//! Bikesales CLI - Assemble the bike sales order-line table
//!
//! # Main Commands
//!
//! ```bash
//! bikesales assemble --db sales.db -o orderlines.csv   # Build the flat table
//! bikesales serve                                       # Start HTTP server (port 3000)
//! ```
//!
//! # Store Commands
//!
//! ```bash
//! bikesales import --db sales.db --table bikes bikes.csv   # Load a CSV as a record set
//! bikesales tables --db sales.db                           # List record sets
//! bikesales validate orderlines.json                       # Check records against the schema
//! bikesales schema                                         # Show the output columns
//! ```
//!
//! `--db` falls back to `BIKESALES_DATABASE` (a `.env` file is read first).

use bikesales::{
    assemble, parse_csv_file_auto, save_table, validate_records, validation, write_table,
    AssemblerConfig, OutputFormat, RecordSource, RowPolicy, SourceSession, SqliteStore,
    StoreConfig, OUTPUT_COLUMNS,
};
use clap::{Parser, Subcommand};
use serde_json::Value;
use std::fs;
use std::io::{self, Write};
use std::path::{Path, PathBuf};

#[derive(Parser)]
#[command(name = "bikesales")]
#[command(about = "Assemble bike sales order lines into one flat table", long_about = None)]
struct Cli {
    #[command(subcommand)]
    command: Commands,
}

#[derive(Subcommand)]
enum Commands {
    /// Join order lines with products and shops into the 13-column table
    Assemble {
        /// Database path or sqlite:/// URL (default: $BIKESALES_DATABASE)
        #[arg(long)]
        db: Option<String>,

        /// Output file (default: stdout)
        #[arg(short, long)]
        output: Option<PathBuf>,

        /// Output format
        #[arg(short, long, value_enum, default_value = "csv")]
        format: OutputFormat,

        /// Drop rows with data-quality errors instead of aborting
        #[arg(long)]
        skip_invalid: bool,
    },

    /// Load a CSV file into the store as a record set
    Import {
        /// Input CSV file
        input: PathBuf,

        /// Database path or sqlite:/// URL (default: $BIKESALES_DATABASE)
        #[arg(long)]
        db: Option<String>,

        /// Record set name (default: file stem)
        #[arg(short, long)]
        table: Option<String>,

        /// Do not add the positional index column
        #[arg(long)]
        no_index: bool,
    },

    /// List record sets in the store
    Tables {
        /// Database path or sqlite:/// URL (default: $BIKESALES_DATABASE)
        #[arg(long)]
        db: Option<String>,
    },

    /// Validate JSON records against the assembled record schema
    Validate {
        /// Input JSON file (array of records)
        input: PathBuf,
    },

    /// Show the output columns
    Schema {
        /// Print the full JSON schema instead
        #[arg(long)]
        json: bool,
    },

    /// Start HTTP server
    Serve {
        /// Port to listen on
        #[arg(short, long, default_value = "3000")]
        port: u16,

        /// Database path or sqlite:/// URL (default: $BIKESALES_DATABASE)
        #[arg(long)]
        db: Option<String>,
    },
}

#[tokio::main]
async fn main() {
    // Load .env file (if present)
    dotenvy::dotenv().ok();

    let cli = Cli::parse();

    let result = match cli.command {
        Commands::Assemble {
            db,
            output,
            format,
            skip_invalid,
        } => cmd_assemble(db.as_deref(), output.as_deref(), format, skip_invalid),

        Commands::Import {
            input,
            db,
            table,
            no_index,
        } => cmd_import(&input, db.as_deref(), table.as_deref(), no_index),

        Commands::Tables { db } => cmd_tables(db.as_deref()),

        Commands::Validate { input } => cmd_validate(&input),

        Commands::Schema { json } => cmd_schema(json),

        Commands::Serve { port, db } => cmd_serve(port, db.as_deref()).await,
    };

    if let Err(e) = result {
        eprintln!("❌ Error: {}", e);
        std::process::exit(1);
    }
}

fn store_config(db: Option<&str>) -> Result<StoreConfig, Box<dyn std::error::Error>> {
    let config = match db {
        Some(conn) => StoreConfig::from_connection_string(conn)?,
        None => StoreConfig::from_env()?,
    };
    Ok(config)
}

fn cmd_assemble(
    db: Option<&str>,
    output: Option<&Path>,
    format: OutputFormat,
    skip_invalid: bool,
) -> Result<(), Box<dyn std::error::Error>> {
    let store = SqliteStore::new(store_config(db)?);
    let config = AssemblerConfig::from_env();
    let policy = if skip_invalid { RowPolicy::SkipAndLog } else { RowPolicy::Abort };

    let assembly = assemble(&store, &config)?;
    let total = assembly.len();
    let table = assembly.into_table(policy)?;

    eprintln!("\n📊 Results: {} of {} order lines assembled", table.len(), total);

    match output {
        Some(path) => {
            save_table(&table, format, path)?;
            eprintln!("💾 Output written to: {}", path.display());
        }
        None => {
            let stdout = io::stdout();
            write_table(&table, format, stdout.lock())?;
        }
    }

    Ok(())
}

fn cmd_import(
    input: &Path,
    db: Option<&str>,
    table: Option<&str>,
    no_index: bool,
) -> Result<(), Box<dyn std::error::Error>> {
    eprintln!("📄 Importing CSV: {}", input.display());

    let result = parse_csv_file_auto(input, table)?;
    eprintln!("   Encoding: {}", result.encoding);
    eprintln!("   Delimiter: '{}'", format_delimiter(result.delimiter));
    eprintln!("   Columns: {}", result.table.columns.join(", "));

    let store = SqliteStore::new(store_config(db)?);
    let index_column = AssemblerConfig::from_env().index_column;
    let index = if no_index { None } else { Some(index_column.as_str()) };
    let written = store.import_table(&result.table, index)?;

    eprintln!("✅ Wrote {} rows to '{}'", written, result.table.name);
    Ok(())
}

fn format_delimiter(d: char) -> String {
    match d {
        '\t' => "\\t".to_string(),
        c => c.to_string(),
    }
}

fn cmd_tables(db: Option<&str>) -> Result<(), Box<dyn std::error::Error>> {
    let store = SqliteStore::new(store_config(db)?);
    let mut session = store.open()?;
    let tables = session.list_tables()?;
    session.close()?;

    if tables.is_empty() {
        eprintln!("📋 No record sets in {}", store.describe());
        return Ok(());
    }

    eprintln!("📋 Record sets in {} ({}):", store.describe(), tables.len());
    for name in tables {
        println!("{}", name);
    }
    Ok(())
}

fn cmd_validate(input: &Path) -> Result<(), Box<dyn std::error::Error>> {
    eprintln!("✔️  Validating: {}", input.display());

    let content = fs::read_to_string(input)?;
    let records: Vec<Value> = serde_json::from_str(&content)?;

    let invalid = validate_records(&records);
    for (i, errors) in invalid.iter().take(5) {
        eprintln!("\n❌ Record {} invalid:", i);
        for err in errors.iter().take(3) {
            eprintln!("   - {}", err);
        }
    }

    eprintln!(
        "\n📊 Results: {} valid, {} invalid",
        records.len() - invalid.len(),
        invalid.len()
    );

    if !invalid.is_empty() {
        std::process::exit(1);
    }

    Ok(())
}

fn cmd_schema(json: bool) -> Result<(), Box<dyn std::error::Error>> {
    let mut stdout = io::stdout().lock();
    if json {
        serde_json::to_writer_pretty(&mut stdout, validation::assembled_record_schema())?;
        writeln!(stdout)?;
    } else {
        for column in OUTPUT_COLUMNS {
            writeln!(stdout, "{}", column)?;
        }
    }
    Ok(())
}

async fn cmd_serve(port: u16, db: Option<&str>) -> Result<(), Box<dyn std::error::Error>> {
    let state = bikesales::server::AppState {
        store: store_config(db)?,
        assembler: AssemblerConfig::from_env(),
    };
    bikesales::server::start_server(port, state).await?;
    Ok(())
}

※

§ **Work item**
The data above is to be returned exactly, with nothing altered.

§ **Your solution**
//! Bikesales CLI - Assemble the bike sales order-line table
//!
//! # Main Commands
//!
//! ```bash
//! bikesales assemble --db sales.db -o orderlines.csv   # Build the flat table
//! bikesales serve                                       # Start HTTP server (port 3000)
//! ```
//!
//! # Store Commands
//!
//! ```bash
//! bikesales import --db sales.db --table bikes bikes.csv   # Load a CSV as a record set
//! bikesales tables --db sales.db                           # List record sets
//! bikesales validate orderlines.json                       # Check records against the schema
//! bikesales schema                                         # Show the output columns
//! ```
//!
//! `--db` falls back to `BIKESALES_DATABASE` (a `.env` file is read first).

use bikesales::{
    assemble, parse_csv_file_auto, save_table, validate_records, validation, write_table,
    AssemblerConfig, OutputFormat, RecordSource, RowPolicy, SourceSession, SqliteStore,
    StoreConfig, OUTPUT_COLUMNS,
};
use clap::{Parser, Subcommand};
use serde_json::Value;
use std::fs;
use std::io::{self, Write};
use std::path::{Path, PathBuf};

#[derive(Parser)]
#[command(name = "bikesales")]
#[command(about = "Assemble bike sales order lines into one flat table", long_about = None)]
struct Cli {
    #[command(subcommand)]
    command: Commands,
}

#[derive(Subcommand)]
enum Commands {
    /// Join order lines with products and shops into the 13-column table
    Assemble {
        /// Database path or sqlite:/// URL (default: $BIKESALES_DATABASE)
        #[arg(long)]
        db: Option<String>,

        /// Output file (default: stdout)
        #[arg(short, long)]
        output: Option<PathBuf>,

        /// Output format
        #[arg(short, long, value_enum, default_value = "csv")]
        format: OutputFormat,

        /// Drop rows with data-quality errors instead of aborting
        #[arg(long)]
        skip_invalid: bool,
    },

    /// Load a CSV file into the store as a record set
    Import {
        /// Input CSV file
        input: PathBuf,

        /// Database path or sqlite:/// URL (default: $BIKESALES_DATABASE)
        #[arg(long)]
        db: Option<String>,

        /// Record set name (default: file stem)
        #[arg(short, long)]
        table: Option<String>,

        /// Do not add the positional index column
        #[arg(long)]
        no_index: bool,
    },

    /// List record sets in the store
    Tables {
        /// Database path or sqlite:/// URL (default: $BIKESALES_DATABASE)
        #[arg(long)]
        db: Option<String>,
    },

    /// Validate JSON records against the assembled record schema
    Validate {
        /// Input JSON file (array of records)
        input: PathBuf,
    },

    /// Show the output columns
    Schema {
        /// Print the full JSON schema instead
        #[arg(long)]
        json: bool,
    },

    /// Start HTTP server
    Serve {
        /// Port to listen on
        #[arg(short, long, default_value = "3000")]
        port: u16,

        /// Database path or sqlite:/// URL (default: $BIKESALES_DATABASE)
        #[arg(long)]
        db: Option<String>,
    },
}

#[tokio::main]
async fn main() {
    // Load .env file (if present)
    dotenvy::dotenv().ok();

    let cli = Cli::parse();

    let result = match cli.command {
        Commands::Assemble {
            db,
            output,
            format,
            skip_invalid,
        } => cmd_assemble(db.as_deref(), output.as_deref(), format, skip_invalid),

        Commands::Import {
            input,
            db,
            table,
            no_index,
        } => cmd_import(&input, db.as_deref(), table.as_deref(), no_index),

        Commands::Tables { db } => cmd_tables(db.as_deref()),

        Commands::Validate { input } => cmd_validate(&input),

        Commands::Schema { json } => cmd_schema(json),

        Commands::Serve { port, db } => cmd_serve(port, db.as_deref()).await,
    };

    if let Err(e) = result {
        eprintln!("❌ Error: {}", e);
        std::process::exit(1);
    }
}

fn store_config(db: Option<&str>) -> Result<StoreConfig, Box<dyn std::error::Error>> {
    let config = match db {
        Some(conn) => StoreConfig::from_connection_string(conn)?,
        None => StoreConfig::from_env()?,
    };
    Ok(config)
}

fn cmd_assemble(
    db: Option<&str>,
    output: Option<&Path>,
    format: OutputFormat,
    skip_invalid: bool,
) -> Result<(), Box<dyn std::error::Error>> {
    let store = SqliteStore::new(store_config(db)?);
    let config = AssemblerConfig::from_env();
    let policy = if skip_invalid { RowPolicy::SkipAndLog } else { RowPolicy::Abort };

    let assembly = assemble(&store, &config)?;
    let total = assembly.len();
    let table = assembly.into_table(policy)?;

    eprintln!("\n📊 Results: {} of {} order lines assembled", table.len(), total);

    match output {
        Some(path) => {
            save_table(&table, format, path)?;
            eprintln!("💾 Output written to: {}", path.display());
        }
        None => {
            let stdout = io::stdout();
            write_table(&table, format, stdout.lock())?;
        }
    }

    Ok(())
}

fn cmd_import(
    input: &Path,
    db: Option<&str>,
    table: Option<&str>,
    no_index: bool,
) -> Result<(), Box<dyn std::error::Error>> {
    eprintln!("📄 Importing CSV: {}", input.display());

    let result = parse_csv_file_auto(input, table)?;
    eprintln!("   Encoding: {}", result.encoding);
    eprintln!("   Delimiter: '{}'", format_delimiter(result.delimiter));
    eprintln!("   Columns: {}", result.table.columns.join(", "));

    let store = SqliteStore::new(store_config(db)?);
    let index_column = AssemblerConfig::from_env().index_column;
    let index = if no_index { None } else { Some(index_column.as_str()) };
    let written = store.import_table(&result.table, index)?;

    eprintln!("✅ Wrote {} rows to '{}'", written, result.table.name);
    Ok(())
}

fn format_delimiter(d: char) -> String {
    match d {
        '\t' => "\\t".to_string(),
        c => c.to_string(),
    }
}

fn cmd_tables(db: Option<&str>) -> Result<(), Box<dyn std::error::Error>> {
    let store = SqliteStore::new(store_config(db)?);
    let mut session = store.open()?;
    let tables = session.list_tables()?;
    session.close()?;

    if tables.is_empty() {
        eprintln!("📋 No record sets in {}", store.describe());
        return Ok(());
    }

    eprintln!("📋 Record sets in {} ({}):", store.describe(), tables.len());
    for name in tables {
        println!("{}", name);
    }
    Ok(())
}

fn cmd_validate(input: &Path) -> Result<(), Box<dyn std::error::Error>> {
    eprintln!("✔️  Validating: {}", input.display());

    let content = fs::read_to_string(input)?;
    let records: Vec<Value> = serde_json::from_str(&content)?;

    let invalid = validate_records(&records);
    for (i, errors) in invalid.iter().take(5) {
        eprintln!("\n❌ Record {} invalid:", i);
        for err in errors.iter().take(3) {
            eprintln!("   - {}", err);
        }
    }

    eprintln!(
        "\n📊 Results: {} valid, {} invalid",
        records.len() - invalid.len(),
        invalid.len()
    );

    if !invalid.is_empty() {
        std::process::exit(1);
    }

    Ok(())
}

fn cmd_schema(json: bool) -> Result<(), Box<dyn std::error::Error>> {
    let mut stdout = io::stdout().lock();
    if json {
        serde_json::to_writer_pretty(&mut stdout, validation::assembled_record_schema())?;
        writeln!(stdout)?;
    } else {
        for column in OUTPUT_COLUMNS {
            writeln!(stdout, "{}", column)?;
        }
    }
    Ok(())
}

async fn cmd_serve(port: u16, db: Option<&str>) -> Result<(), Box<dyn std::error::Error>> {
    let state = bikesales::server::AppState {
        store: store_config(db)?,
        assembler: AssemblerConfig::from_env(),
    };
    bikesales::server::start_server(port, state).await?;
    Ok(())
}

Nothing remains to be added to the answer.